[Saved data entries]

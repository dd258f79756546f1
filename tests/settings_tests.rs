// SPDX-License-Identifier: MIT OR Apache-2.0

//! Tests for settings precedence: defaults < YAML file < environment.

#![cfg(all(feature = "yaml", feature = "env"))]

use confmgr::adapters::{EnvOverrides, SettingsFile};
use confmgr::domain::{ConfmgrError, Settings};
use confmgr::service::SettingsLoader;
use std::collections::HashMap;
use std::fs;
use tempfile::TempDir;

fn write_settings(dir: &TempDir, content: &str) -> std::path::PathBuf {
    let path = dir.path().join("confmgr.yaml");
    fs::write(&path, content).unwrap();
    path
}

fn env(pairs: &[(&str, &str)]) -> EnvOverrides {
    let values: HashMap<String, String> = pairs
        .iter()
        .map(|(k, v)| (k.to_string(), v.to_string()))
        .collect();
    EnvOverrides::with_values(values)
}

#[test]
fn test_file_overrides_defaults_field_by_field() {
    let dir = TempDir::new().unwrap();
    let path = write_settings(
        &dir,
        r#"
key_paths:
  - "host/%{host}"
  - "site/%{site}"
  - default
redis:
  url: "redis://config-store:6379"
  max_idle: 2
"#,
    );

    let settings = SettingsLoader::new().with_file(&path).load().unwrap();
    assert_eq!(settings.key_paths, vec!["host/%{host}", "site/%{site}", "default"]);
    assert_eq!(settings.redis.url, "redis://config-store:6379");
    assert_eq!(settings.redis.max_idle, 2);

    let defaults = Settings::default();
    assert_eq!(settings.key_prefix, defaults.key_prefix);
    assert_eq!(settings.hdr_prefix, defaults.hdr_prefix);
    assert_eq!(settings.redis.max_active, defaults.redis.max_active);
    assert_eq!(settings.redis.idle_timeout_secs, 240);
}

#[test]
fn test_env_overrides_file() {
    let dir = TempDir::new().unwrap();
    let path = write_settings(&dir, "key_prefix: \"file:\"\nkey_paths: [a, b]\n");

    let settings = SettingsLoader::new()
        .with_file(&path)
        .with_env_overrides(env(&[("KEY_PATHS", "c,d"), ("REDIS_MAX_ACTIVE", "7")]))
        .load()
        .unwrap();

    assert_eq!(settings.key_prefix, "file:");
    assert_eq!(settings.key_paths, vec!["c", "d"]);
    assert_eq!(settings.redis.max_active, 7);
}

#[test]
fn test_loaded_settings_are_validated() {
    let dir = TempDir::new().unwrap();
    let path = write_settings(&dir, "redis:\n  max_idle: 10\n  max_active: 4\n");

    let err = SettingsLoader::new().with_file(&path).load().unwrap_err();
    assert!(matches!(err, ConfmgrError::InvalidSettings { .. }));
}

#[test]
fn test_env_can_repair_file_settings() {
    let dir = TempDir::new().unwrap();
    let path = write_settings(&dir, "max_substitution_depth: 0\n");

    let settings = SettingsLoader::new()
        .with_file(&path)
        .with_env_overrides(env(&[("MAX_SUBSTITUTION_DEPTH", "8")]))
        .load()
        .unwrap();
    assert_eq!(settings.max_substitution_depth, 8);
}

#[test]
fn test_explicit_missing_file_is_an_error() {
    let dir = TempDir::new().unwrap();
    let result = SettingsLoader::new()
        .with_file(dir.path().join("absent.yaml"))
        .load();
    assert!(result.is_err());
}

#[test]
fn test_oversized_file_is_rejected() {
    let dir = TempDir::new().unwrap();
    let mut content = String::from("key_paths:\n");
    while content.len() <= 1024 * 1024 {
        content.push_str("  - some/long/path/template/that/pads/the/file\n");
    }
    let path = write_settings(&dir, &content);

    let err = SettingsFile::load(&path).unwrap_err();
    assert!(err.to_string().contains("too large"));
}

#[test]
fn test_unknown_fields_are_ignored() {
    let settings = SettingsFile::parse("listen:\n  port: 8080\nkey_prefix: x\n").unwrap();
    assert_eq!(settings.key_prefix, "x");
}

TASK REQUIREMENTS -
Identify every line above with the string "EnvOverrides" in it. Copy those lines.

RESPONSE TO THE EXERCISE -
use confmgr::adapters::{EnvOverrides, SettingsFile};
fn env(pairs: &[(&str, &str)]) -> EnvOverrides {
    EnvOverrides::with_values(values)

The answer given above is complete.